--- AVAILABLE DATA ---

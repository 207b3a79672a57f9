use indexmap::IndexMap;
use serde::{Deserialize, Serialize};

/// Whether an annotation is retained past compilation.
#[derive(Debug, Clone, Copy, PartialEq, Eq, Hash, Default, Serialize, Deserialize)]
pub enum RetentionPolicy {
    /// Discarded after the compilation unit that saw it.
    Source,
    /// Retained in compiled output but not exposed at runtime.
    Class,
    /// Retained and queryable at runtime.
    #[default]
    Runtime,
}

/// A resolved annotation member value.
///
/// Class references stay symbolic (`Class`) because the referenced type may
/// not be compiled yet when the value is resolved.
#[derive(Debug, Clone, Serialize, Deserialize)]
pub enum MemberValue {
    Bool(bool),
    Int(i64),
    Double(f64),
    String(String),
    Enum {
        type_name: String,
        variant: String,
    },
    /// A class-reference placeholder holding the fully qualified type name.
    Class(String),
    Annotation(Box<AnnotationValue>),
    Array(Vec<MemberValue>),
}

impl MemberValue {
    pub fn string(value: impl Into<String>) -> Self {
        MemberValue::String(value.into())
    }

    pub fn class(type_name: impl Into<String>) -> Self {
        MemberValue::Class(type_name.into())
    }

    pub fn annotation(value: AnnotationValue) -> Self {
        MemberValue::Annotation(Box::new(value))
    }

    pub fn as_str(&self) -> Option<&str> {
        match self {
            MemberValue::String(s) => Some(s),
            MemberValue::Class(s) => Some(s),
            _ => None,
        }
    }
}

impl PartialEq for MemberValue {
    fn eq(&self, other: &Self) -> bool {
        match (self, other) {
            (MemberValue::Bool(a), MemberValue::Bool(b)) => a == b,
            (MemberValue::Int(a), MemberValue::Int(b)) => a == b,
            // bit comparison so that equal values stay equal through NaN
            (MemberValue::Double(a), MemberValue::Double(b)) => a.to_bits() == b.to_bits(),
            (MemberValue::String(a), MemberValue::String(b)) => a == b,
            (
                MemberValue::Enum {
                    type_name: at,
                    variant: av,
                },
                MemberValue::Enum {
                    type_name: bt,
                    variant: bv,
                },
            ) => at == bt && av == bv,
            (MemberValue::Class(a), MemberValue::Class(b)) => a == b,
            (MemberValue::Annotation(a), MemberValue::Annotation(b)) => a == b,
            (MemberValue::Array(a), MemberValue::Array(b)) => a == b,
            _ => false,
        }
    }
}

impl Eq for MemberValue {}

impl From<bool> for MemberValue {
    fn from(value: bool) -> Self {
        MemberValue::Bool(value)
    }
}

impl From<i64> for MemberValue {
    fn from(value: i64) -> Self {
        MemberValue::Int(value)
    }
}

impl From<&str> for MemberValue {
    fn from(value: &str) -> Self {
        MemberValue::String(value.to_owned())
    }
}

/// One resolved annotation occurrence.
///
/// Immutable once built; structural changes go through
/// [`AnnotationValueBuilder`], which produces a new value.
///
/// `default_values` and `stereotypes` both distinguish "not yet computed"
/// (`None`) from "computed and empty" (`Some` of an empty collection). The
/// resolution engine relies on that distinction to avoid re-deriving state
/// that was legitimately resolved to nothing.
#[derive(Debug, Clone, PartialEq, Eq, Serialize, Deserialize)]
pub struct AnnotationValue {
    name: String,
    values: IndexMap<String, MemberValue>,
    default_values: Option<IndexMap<String, MemberValue>>,
    retention: RetentionPolicy,
    stereotypes: Option<Vec<AnnotationValue>>,
}

impl AnnotationValue {
    /// A value with no members and no resolved defaults or stereotypes.
    pub fn new(name: impl Into<String>) -> Self {
        AnnotationValueBuilder::new(name).build()
    }

    pub fn builder(name: impl Into<String>) -> AnnotationValueBuilder {
        AnnotationValueBuilder::new(name)
    }

    /// Rebuild this value, preserving all current state.
    pub fn into_builder(self) -> AnnotationValueBuilder {
        AnnotationValueBuilder {
            name: self.name,
            values: self.values,
            default_values: self.default_values,
            retention: self.retention,
            stereotypes: self.stereotypes,
        }
    }

    /// Fully qualified annotation type name.
    pub fn name(&self) -> &str {
        &self.name
    }

    pub fn values(&self) -> &IndexMap<String, MemberValue> {
        &self.values
    }

    pub fn get(&self, member: &str) -> Option<&MemberValue> {
        self.values.get(member)
    }

    pub fn is_present(&self, member: &str) -> bool {
        self.values.contains_key(member)
    }

    /// A member's string form, falling back to resolved defaults.
    pub fn string_value(&self, member: &str) -> Option<&str> {
        self.values
            .get(member)
            .or_else(|| self.default_values.as_ref().and_then(|d| d.get(member)))
            .and_then(MemberValue::as_str)
    }

    /// `None` means defaults were not resolved yet; an empty map is a valid
    /// resolved state.
    pub fn default_values(&self) -> Option<&IndexMap<String, MemberValue>> {
        self.default_values.as_ref()
    }

    pub fn retention(&self) -> RetentionPolicy {
        self.retention
    }

    /// `None` means stereotypes were not computed yet, distinct from a
    /// computed empty list.
    pub fn stereotypes(&self) -> Option<&[AnnotationValue]> {
        self.stereotypes.as_deref()
    }

    /// Merge `other` into this value, keeping this value's resolved defaults,
    /// retention and stereotype state and overlaying `other`'s members.
    ///
    /// Used when an alias-derived value overlaps a native stereotype entry:
    /// the native entry supplies the type-level metadata the alias form lacks.
    pub fn merged_with(&self, other: &AnnotationValue) -> AnnotationValue {
        let mut values = self.values.clone();
        for (member, value) in other.values() {
            values.insert(member.clone(), value.clone());
        }
        AnnotationValue {
            name: self.name.clone(),
            values,
            default_values: self.default_values.clone(),
            retention: self.retention,
            stereotypes: self.stereotypes.clone(),
        }
    }
}

/// Builds immutable [`AnnotationValue`]s.
#[derive(Debug, Clone)]
pub struct AnnotationValueBuilder {
    name: String,
    values: IndexMap<String, MemberValue>,
    default_values: Option<IndexMap<String, MemberValue>>,
    retention: RetentionPolicy,
    stereotypes: Option<Vec<AnnotationValue>>,
}

impl AnnotationValueBuilder {
    pub fn new(name: impl Into<String>) -> Self {
        Self {
            name: name.into(),
            values: IndexMap::new(),
            default_values: None,
            retention: RetentionPolicy::default(),
            stereotypes: None,
        }
    }

    pub fn member(mut self, name: impl Into<String>, value: impl Into<MemberValue>) -> Self {
        self.values.insert(name.into(), value.into());
        self
    }

    pub fn members(mut self, values: IndexMap<String, MemberValue>) -> Self {
        self.values = values;
        self
    }

    /// Mark defaults as resolved. Passing an empty map records the
    /// "resolved, nothing to apply" state.
    pub fn default_values(mut self, defaults: IndexMap<String, MemberValue>) -> Self {
        self.default_values = Some(defaults);
        self
    }

    pub fn retention(mut self, retention: RetentionPolicy) -> Self {
        self.retention = retention;
        self
    }

    pub fn stereotype(mut self, value: AnnotationValue) -> Self {
        self.stereotypes.get_or_insert_with(Vec::new).push(value);
        self
    }

    /// Mark stereotypes as computed. Passing an empty list suppresses native
    /// meta-annotation extraction for this value.
    pub fn stereotypes(mut self, stereotypes: Vec<AnnotationValue>) -> Self {
        self.stereotypes = Some(stereotypes);
        self
    }

    pub fn build(self) -> AnnotationValue {
        AnnotationValue {
            name: self.name,
            values: self.values,
            default_values: self.default_values,
            retention: self.retention,
            stereotypes: self.stereotypes,
        }
    }
}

---

REQUIRED WORK » Nothing in the entries may be left out; each line is to be output exactly.

YOUR SOLUTION »
repository 207b3a79672a57f9
use indexmap::IndexMap;
use serde::{Deserialize, Serialize};

/// Whether an annotation is retained past compilation.
#[derive(Debug, Clone, Copy, PartialEq, Eq, Hash, Default, Serialize, Deserialize)]
pub enum RetentionPolicy {
    /// Discarded after the compilation unit that saw it.
    Source,
    /// Retained in compiled output but not exposed at runtime.
    Class,
    /// Retained and queryable at runtime.
    #[default]
    Runtime,
}

/// A resolved annotation member value.
///
/// Class references stay symbolic (`Class`) because the referenced type may
/// not be compiled yet when the value is resolved.
#[derive(Debug, Clone, Serialize, Deserialize)]
pub enum MemberValue {
    Bool(bool),
    Int(i64),
    Double(f64),
    String(String),
    Enum {
        type_name: String,
        variant: String,
    },
    /// A class-reference placeholder holding the fully qualified type name.
    Class(String),
    Annotation(Box<AnnotationValue>),
    Array(Vec<MemberValue>),
}

impl MemberValue {
    pub fn string(value: impl Into<String>) -> Self {
        MemberValue::String(value.into())
    }

    pub fn class(type_name: impl Into<String>) -> Self {
        MemberValue::Class(type_name.into())
    }

    pub fn annotation(value: AnnotationValue) -> Self {
        MemberValue::Annotation(Box::new(value))
    }

    pub fn as_str(&self) -> Option<&str> {
        match self {
            MemberValue::String(s) => Some(s),
            MemberValue::Class(s) => Some(s),
            _ => None,
        }
    }
}

impl PartialEq for MemberValue {
    fn eq(&self, other: &Self) -> bool {
        match (self, other) {
            (MemberValue::Bool(a), MemberValue::Bool(b)) => a == b,
            (MemberValue::Int(a), MemberValue::Int(b)) => a == b,
            // bit comparison so that equal values stay equal through NaN
            (MemberValue::Double(a), MemberValue::Double(b)) => a.to_bits() == b.to_bits(),
            (MemberValue::String(a), MemberValue::String(b)) => a == b,
            (
                MemberValue::Enum {
                    type_name: at,
                    variant: av,
                },
                MemberValue::Enum {
                    type_name: bt,
                    variant: bv,
                },
            ) => at == bt && av == bv,
            (MemberValue::Class(a), MemberValue::Class(b)) => a == b,
            (MemberValue::Annotation(a), MemberValue::Annotation(b)) => a == b,
            (MemberValue::Array(a), MemberValue::Array(b)) => a == b,
            _ => false,
        }
    }
}

impl Eq for MemberValue {}

impl From<bool> for MemberValue {
    fn from(value: bool) -> Self {
        MemberValue::Bool(value)
    }
}

impl From<i64> for MemberValue {
    fn from(value: i64) -> Self {
        MemberValue::Int(value)
    }
}

impl From<&str> for MemberValue {
    fn from(value: &str) -> Self {
        MemberValue::String(value.to_owned())
    }
}

/// One resolved annotation occurrence.
///
/// Immutable once built; structural changes go through
/// [`AnnotationValueBuilder`], which produces a new value.
///
/// `default_values` and `stereotypes` both distinguish "not yet computed"
/// (`None`) from "computed and empty" (`Some` of an empty collection). The
/// resolution engine relies on that distinction to avoid re-deriving state
/// that was legitimately resolved to nothing.
#[derive(Debug, Clone, PartialEq, Eq, Serialize, Deserialize)]
pub struct AnnotationValue {
    name: String,
    values: IndexMap<String, MemberValue>,
    default_values: Option<IndexMap<String, MemberValue>>,
    retention: RetentionPolicy,
    stereotypes: Option<Vec<AnnotationValue>>,
}

impl AnnotationValue {
    /// A value with no members and no resolved defaults or stereotypes.
    pub fn new(name: impl Into<String>) -> Self {
        AnnotationValueBuilder::new(name).build()
    }

    pub fn builder(name: impl Into<String>) -> AnnotationValueBuilder {
        AnnotationValueBuilder::new(name)
    }

    /// Rebuild this value, preserving all current state.
    pub fn into_builder(self) -> AnnotationValueBuilder {
        AnnotationValueBuilder {
            name: self.name,
            values: self.values,
            default_values: self.default_values,
            retention: self.retention,
            stereotypes: self.stereotypes,
        }
    }

    /// Fully qualified annotation type name.
    pub fn name(&self) -> &str {
        &self.name
    }

    pub fn values(&self) -> &IndexMap<String, MemberValue> {
        &self.values
    }

    pub fn get(&self, member: &str) -> Option<&MemberValue> {
        self.values.get(member)
    }

    pub fn is_present(&self, member: &str) -> bool {
        self.values.contains_key(member)
    }

    /// A member's string form, falling back to resolved defaults.
    pub fn string_value(&self, member: &str) -> Option<&str> {
        self.values
            .get(member)
            .or_else(|| self.default_values.as_ref().and_then(|d| d.get(member)))
            .and_then(MemberValue::as_str)
    }

    /// `None` means defaults were not resolved yet; an empty map is a valid
    /// resolved state.
    pub fn default_values(&self) -> Option<&IndexMap<String, MemberValue>> {
        self.default_values.as_ref()
    }

    pub fn retention(&self) -> RetentionPolicy {
        self.retention
    }

    /// `None` means stereotypes were not computed yet, distinct from a
    /// computed empty list.
    pub fn stereotypes(&self) -> Option<&[AnnotationValue]> {
        self.stereotypes.as_deref()
    }

    /// Merge `other` into this value, keeping this value's resolved defaults,
    /// retention and stereotype state and overlaying `other`'s members.
    ///
    /// Used when an alias-derived value overlaps a native stereotype entry:
    /// the native entry supplies the type-level metadata the alias form lacks.
    pub fn merged_with(&self, other: &AnnotationValue) -> AnnotationValue {
        let mut values = self.values.clone();
        for (member, value) in other.values() {
            values.insert(member.clone(), value.clone());
        }
        AnnotationValue {
            name: self.name.clone(),
            values,
            default_values: self.default_values.clone(),
            retention: self.retention,
            stereotypes: self.stereotypes.clone(),
        }
    }
}

/// Builds immutable [`AnnotationValue`]s.
#[derive(Debug, Clone)]
pub struct AnnotationValueBuilder {
    name: String,
    values: IndexMap<String, MemberValue>,
    default_values: Option<IndexMap<String, MemberValue>>,
    retention: RetentionPolicy,
    stereotypes: Option<Vec<AnnotationValue>>,
}

impl AnnotationValueBuilder {
    pub fn new(name: impl Into<String>) -> Self {
        Self {
            name: name.into(),
            values: IndexMap::new(),
            default_values: None,
            retention: RetentionPolicy::default(),
            stereotypes: None,
        }
    }

    pub fn member(mut self, name: impl Into<String>, value: impl Into<MemberValue>) -> Self {
        self.values.insert(name.into(), value.into());
        self
    }

    pub fn members(mut self, values: IndexMap<String, MemberValue>) -> Self {
        self.values = values;
        self
    }

    /// Mark defaults as resolved. Passing an empty map records the
    /// "resolved, nothing to apply" state.
    pub fn default_values(mut self, defaults: IndexMap<String, MemberValue>) -> Self {
        self.default_values = Some(defaults);
        self
    }

    pub fn retention(mut self, retention: RetentionPolicy) -> Self {
        self.retention = retention;
        self
    }

    pub fn stereotype(mut self, value: AnnotationValue) -> Self {
        self.stereotypes.get_or_insert_with(Vec::new).push(value);
        self
    }

    /// Mark stereotypes as computed. Passing an empty list suppresses native
    /// meta-annotation extraction for this value.
    pub fn stereotypes(mut self, stereotypes: Vec<AnnotationValue>) -> Self {
        self.stereotypes = Some(stereotypes);
        self
    }

    pub fn build(self) -> AnnotationValue {
        AnnotationValue {
            name: self.name,
            values: self.values,
            default_values: self.default_values,
            retention: self.retention,
            stereotypes: self.stereotypes,
        }
    }
}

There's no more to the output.